*Exercise objective*.
Read the data, and whenever a line holds the word "country", report that line.

*Source information*.
use serde::Serialize;
use serde_json::Value;

use kfs_core::json::{self, Object};
use kfs_core::{DomainError, DomainResult, ValueObject};

/// Keys an address payload must carry (values may be null).
const REQUIRED_KEYS: &[&str] = &["line1", "city", "state", "zipcode", "country"];

/// Postal address.
#[derive(Debug, Clone, Default, PartialEq, Eq, Serialize)]
pub struct Address {
    /// Primary street address.
    pub line1: Option<String>,
    /// Secondary street address (suite, apartment).
    pub line2: Option<String>,
    pub city: Option<String>,
    /// Region of the address.
    pub state: Option<String>,
    pub county: Option<String>,
    /// Mailing code.
    pub zipcode: Option<String>,
    pub country: Option<String>,
}

impl ValueObject for Address {}

impl Address {
    /// Fail-soft construction from a raw payload.
    pub fn from_json(value: &Value) -> Option<Self> {
        Self::try_from(value).ok()
    }

    fn from_object(obj: &Object) -> DomainResult<Self> {
        json::require_keys(obj, REQUIRED_KEYS)?;

        Ok(Self {
            line1: json::optional_string(obj, "line1")?,
            line2: json::non_empty_string(obj, "line2")?,
            city: json::optional_string(obj, "city")?,
            state: json::optional_string(obj, "state")?,
            county: json::non_empty_string(obj, "county")?,
            zipcode: json::optional_string(obj, "zipcode")?,
            country: json::optional_string(obj, "country")?,
        })
    }

    /// Full, formatted address.
    ///
    /// ```
    /// # use kfs_models::Address;
    /// let address = Address {
    ///     line1: Some("One Apple Park Way".into()),
    ///     city: Some("Cupertino".into()),
    ///     state: Some("CA".into()),
    ///     zipcode: Some("95014".into()),
    ///     country: Some("US".into()),
    ///     ..Address::default()
    /// };
    /// assert_eq!(address.print(), "One Apple Park Way, Cupertino, CA 95014 US");
    /// ```
    pub fn print(&self) -> String {
        fn part(value: &Option<String>) -> &str {
            value.as_deref().unwrap_or("")
        }

        let mut street = part(&self.line1).to_string();
        if let Some(line2) = &self.line2 {
            street.push(' ');
            street.push_str(line2);
        }

        let mut region = part(&self.state).to_string();
        if let Some(county) = &self.county {
            region.push_str(", ");
            region.push_str(county);
        }

        format!(
            "{street}, {}, {region} {} {}",
            part(&self.city),
            part(&self.zipcode),
            part(&self.country)
        )
        .trim_end()
        .to_string()
    }
}

impl core::fmt::Display for Address {
    fn fmt(&self, f: &mut core::fmt::Formatter<'_>) -> core::fmt::Result {
        f.write_str(&self.print())
    }
}

impl TryFrom<&Value> for Address {
    type Error = DomainError;

    fn try_from(value: &Value) -> Result<Self, Self::Error> {
        Self::from_object(json::as_object(value)?)
    }
}

pub fn is_address(value: &Value) -> bool {
    Address::try_from(value).is_ok()
}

*Solution*.
const REQUIRED_KEYS: &[&str] = &["line1", "city", "state", "zipcode", "country"];
    pub country: Option<String>,
            country: json::optional_string(obj, "country")?,
    ///     country: Some("US".into()),
            part(&self.country)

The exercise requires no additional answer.